Activity: Could you set down exactly the lines of the data below, starting at the one that holds "Self::from_lookup(|name| std::env::var(name).ok())" and ending at the one that holds "--- Server Settings", both included, and only those?

Stored records
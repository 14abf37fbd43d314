//! crates/essay_writer_core/src/export.rs
//!
//! Plain-text rendering of an essay for download.

use crate::domain::EssayParagraph;
use regex::Regex;
use std::sync::LazyLock;

static UNSAFE_FILENAME_CHARS: LazyLock<Regex> =
    LazyLock::new(|| Regex::new(r"(?i)[^a-z0-9]").expect("static regex is valid"));

/// Heading, blank line, content; paragraphs separated by two blank lines.
pub fn format_essay_text(essay: &[EssayParagraph]) -> String {
    essay
        .iter()
        .map(|p| format!("{}\n\n{}", p.heading, p.content))
        .collect::<Vec<_>>()
        .join("\n\n\n")
}

/// `<sanitized topic>_essay.txt`, with every non-alphanumeric character replaced by `_`.
pub fn download_file_name(topic: &str) -> String {
    let safe_topic = UNSAFE_FILENAME_CHARS.replace_all(topic, "_").to_lowercase();
    format!("{safe_topic}_essay.txt")
}
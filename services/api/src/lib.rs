//! services/api/src/lib.rs
//!
//! The essay writer service: adapters for the core ports, configuration, and the
//! axum web layer.

pub mod adapters;
pub mod config;
pub mod error;
pub mod web;
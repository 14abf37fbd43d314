//! crates/essay_writer_core/src/history.rs
//!
//! The history store: newest-first list of past generations, capped at
//! `HISTORY_CAPACITY` and written through to a `KeyValueStore` on every mutation.
//!
//! Persistence problems never reach the caller. Reads fall back to an empty
//! history, writes are logged and the in-memory list stays authoritative.

use crate::domain::HistoryEntry;
use crate::ports::{KeyValueStore, PortError, PortResult};
use std::collections::HashMap;
use std::sync::{Arc, Mutex};
use tracing::{debug, warn};

/// The single key the serialized history lives under.
pub const HISTORY_KEY: &str = "essay_history";

/// Maximum number of entries kept.
pub const HISTORY_CAPACITY: usize = 20;

/// Whether the store holds any entries.
#[derive(Debug, Clone, Copy, PartialEq, Eq)]
pub enum HistoryState {
    Empty,
    NonEmpty,
}

/// Proof that the user explicitly agreed to wipe the history.
#[derive(Debug)]
pub struct ClearConfirmation {
    _private: (),
}

impl ClearConfirmation {
    /// Returns a confirmation only for an affirmative answer.
    pub fn from_user_response(confirmed: bool) -> Option<Self> {
        confirmed.then_some(Self { _private: () })
    }
}

pub struct HistoryStore {
    entries: Vec<HistoryEntry>,
    backend: Arc<dyn KeyValueStore>,
}

impl HistoryStore {
    /// Constructs the store from whatever is persisted in `backend`.
    pub fn open(backend: Arc<dyn KeyValueStore>) -> Self {
        let entries = Self::load(backend.as_ref());
        debug!(entries = entries.len(), "History store opened.");
        Self { entries, backend }
    }

    /// Reads the persisted history. Missing, unreadable or foreign data yields an empty list.
    pub fn load(backend: &dyn KeyValueStore) -> Vec<HistoryEntry> {
        let raw = match backend.get(HISTORY_KEY) {
            Ok(Some(raw)) => raw,
            Ok(None) => return Vec::new(),
            Err(e) => {
                warn!(error = %e, "Failed to read essay history; starting empty.");
                return Vec::new();
            }
        };

        match serde_json::from_str::<Vec<HistoryEntry>>(&raw) {
            Ok(mut entries) => {
                entries.truncate(HISTORY_CAPACITY);
                entries
            }
            Err(e) => {
                warn!(error = %e, "Persisted essay history is unreadable; starting empty.");
                Vec::new()
            }
        }
    }

    /// Adds an entry at the front, dropping the oldest one beyond capacity.
    pub fn append(&mut self, entry: HistoryEntry) {
        self.entries.insert(0, entry);
        self.entries.truncate(HISTORY_CAPACITY);
        self.persist();
    }

    /// Deletes the entry with `id`. Unknown ids leave the list untouched.
    /// Returns whether an entry was removed.
    pub fn remove(&mut self, id: &str) -> bool {
        let before = self.entries.len();
        self.entries.retain(|entry| entry.id != id);
        let removed = self.entries.len() != before;
        self.persist();
        removed
    }

    pub fn clear(&mut self, _confirmation: ClearConfirmation) {
        self.entries.clear();
        self.persist();
    }

    pub fn entries(&self) -> &[HistoryEntry] {
        &self.entries
    }

    pub fn get(&self, id: &str) -> Option<&HistoryEntry> {
        self.entries.iter().find(|entry| entry.id == id)
    }

    pub fn len(&self) -> usize {
        self.entries.len()
    }

    pub fn is_empty(&self) -> bool {
        self.entries.is_empty()
    }

    pub fn state(&self) -> HistoryState {
        if self.entries.is_empty() {
            HistoryState::Empty
        } else {
            HistoryState::NonEmpty
        }
    }

    fn persist(&self) {
        let result = serde_json::to_string(&self.entries)
            .map_err(|e| PortError::Unexpected(e.to_string()))
            .and_then(|json| self.backend.set(HISTORY_KEY, &json));

        if let Err(e) = result {
            warn!(error = %e, "Failed to persist essay history; keeping it in memory only.");
        }
    }
}

//=========================================================================================
// In-Memory Key-Value Store
//=========================================================================================

/// A `KeyValueStore` kept entirely in memory. Used for tests and ephemeral sessions.
#[derive(Default)]
pub struct MemoryKeyValueStore {
    values: Mutex<HashMap<String, String>>,
}

impl MemoryKeyValueStore {
    pub fn new() -> Self {
        Self::default()
    }
}

impl KeyValueStore for MemoryKeyValueStore {
    fn get(&self, key: &str) -> PortResult<Option<String>> {
        let values = self
            .values
            .lock()
            .map_err(|e| PortError::Storage(e.to_string()))?;
        Ok(values.get(key).cloned())
    }

    fn set(&self, key: &str, value: &str) -> PortResult<()> {
        let mut values = self
            .values
            .lock()
            .map_err(|e| PortError::Storage(e.to_string()))?;
        values.insert(key.to_string(), value.to_string());
        Ok(())
    }
}
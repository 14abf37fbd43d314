//! crates/essay_writer_core/src/ports.rs
//!
//! Defines the service contracts (traits) for the essay writer's core logic.
//! These traits form the boundary of the hexagonal architecture, allowing the core
//! to be independent of the generation API and of the storage medium.

use async_trait::async_trait;

//=========================================================================================
// Generic Port Error and Result Types
//=========================================================================================

/// A generic error type for all port operations.
/// This abstracts away the specific errors from external services (e.g., filesystem, network).
#[derive(Debug, thiserror::Error)]
pub enum PortError {
    #[error("Storage error: {0}")]
    Storage(String),
    #[error("An unexpected error occurred: {0}")]
    Unexpected(String),
}

/// A convenience type alias for `Result<T, PortError>`.
pub type PortResult<T> = Result<T, PortError>;

//=========================================================================================
// Generation Port
//=========================================================================================

/// A single schema-constrained generation call.
#[derive(Debug, Clone, PartialEq)]
pub struct StructuredGeneration {
    pub prompt: String,
    /// Identifier the remote service attaches to the schema.
    pub schema_name: String,
    /// JSON schema the reply must conform to.
    pub schema: serde_json::Value,
    /// Upper bound on the size of the reply.
    pub max_output_tokens: u32,
}

/// What came back from a structured generation call, before any validation.
#[derive(Debug, Clone, PartialEq, Eq, Default)]
pub struct StructuredReply {
    /// Raw text of the reply, if the service produced any.
    pub content: Option<String>,
    /// Set when the service stopped because the output budget ran out.
    pub truncated: bool,
}

#[async_trait]
pub trait TextGenerationService: Send + Sync {
    /// Sends one prompt and returns the raw reply. Implementations must not retry.
    async fn generate_structured(&self, call: StructuredGeneration) -> PortResult<StructuredReply>;
}

//=========================================================================================
// Persistence Port
//=========================================================================================

/// A synchronous string key-value store.
pub trait KeyValueStore: Send + Sync {
    fn get(&self, key: &str) -> PortResult<Option<String>>;
    fn set(&self, key: &str, value: &str) -> PortResult<()>;
}
pub mod essay_llm;
pub mod kv_store;

pub use essay_llm::OpenAiEssayAdapter;
pub use kv_store::FileKeyValueStore;
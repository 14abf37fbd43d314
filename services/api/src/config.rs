//! services/api/src/config.rs
//!
//! Defines the application's configuration structure and loading logic.
//!
//! All configuration is loaded from environment variables at startup. The `.env`
//! file is used for local development.

use std::net::SocketAddr;
use std::path::PathBuf;
use tracing::Level;

/// A custom error type for configuration loading failures.
#[derive(Debug, thiserror::Error)]
pub enum ConfigError {
    #[error("Missing the environment variable {0}")]
    MissingVar(String),
    #[error("Invalid value for the environment variable {0}: {1}")]
    InvalidValue(String, String),
}

/// Holds all configuration loaded from the environment at startup.
#[derive(Clone, Debug)]
pub struct Config {
    pub bind_address: SocketAddr,
    pub log_level: Level,
    pub openai_api_key: String,
    pub openai_base_url: Option<String>,
    pub essay_model: String,
    pub data_dir: PathBuf,
    pub cors_origin: String,
}

impl Config {
    /// Loads configuration from environment variables.
    ///
    /// It will look for a `.env` file in the current directory for development,
    /// but this is skipped in test environments to ensure tests are hermetic.
    pub fn from_env() -> Result<Self, ConfigError> {
        if !cfg!(test) {
            dotenvy::dotenv().ok();
        }
        Self::from_lookup(|name| std::env::var(name).ok())
    }

    /// Builds the configuration from an arbitrary variable lookup.
    pub fn from_lookup<F>(lookup: F) -> Result<Self, ConfigError>
    where
        F: Fn(&str) -> Option<String>,
    {
        // --- Server Settings ---
        let bind_address_str =
            lookup("BIND_ADDRESS").unwrap_or_else(|| "127.0.0.1:3000".to_string());
        let bind_address = bind_address_str.parse::<SocketAddr>().map_err(|e| {
            ConfigError::InvalidValue("BIND_ADDRESS".to_string(), e.to_string())
        })?;

        let log_level_str = lookup("RUST_LOG").unwrap_or_else(|| "INFO".to_string());
        let log_level = log_level_str.parse::<Level>().map_err(|_| {
            ConfigError::InvalidValue(
                "RUST_LOG".to_string(),
                format!("'{}' is not a valid log level", log_level_str),
            )
        })?;

        let cors_origin =
            lookup("CORS_ORIGIN").unwrap_or_else(|| "http://localhost:5173".to_string());

        // --- Generation Service ---
        // The only required credential; the service refuses to start without it.
        let openai_api_key = lookup("OPENAI_API_KEY")
            .filter(|key| !key.trim().is_empty())
            .ok_or_else(|| ConfigError::MissingVar("OPENAI_API_KEY".to_string()))?;
        let openai_base_url = lookup("OPENAI_BASE_URL").filter(|url| !url.trim().is_empty());
        let essay_model = lookup("ESSAY_MODEL").unwrap_or_else(|| "gpt-4o".to_string());

        // --- Local Storage ---
        let data_dir = lookup("DATA_DIR")
            .map(PathBuf::from)
            .unwrap_or_else(|| PathBuf::from("./data"));

        Ok(Self {
            bind_address,
            log_level,
            openai_api_key,
            openai_base_url,
            essay_model,
            data_dir,
            cors_origin,
        })
    }
}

Written reply:
        Self::from_lookup(|name| std::env::var(name).ok())
    }

    /// Builds the configuration from an arbitrary variable lookup.
    pub fn from_lookup<F>(lookup: F) -> Result<Self, ConfigError>
    where
        F: Fn(&str) -> Option<String>,
    {
        // --- Server Settings ---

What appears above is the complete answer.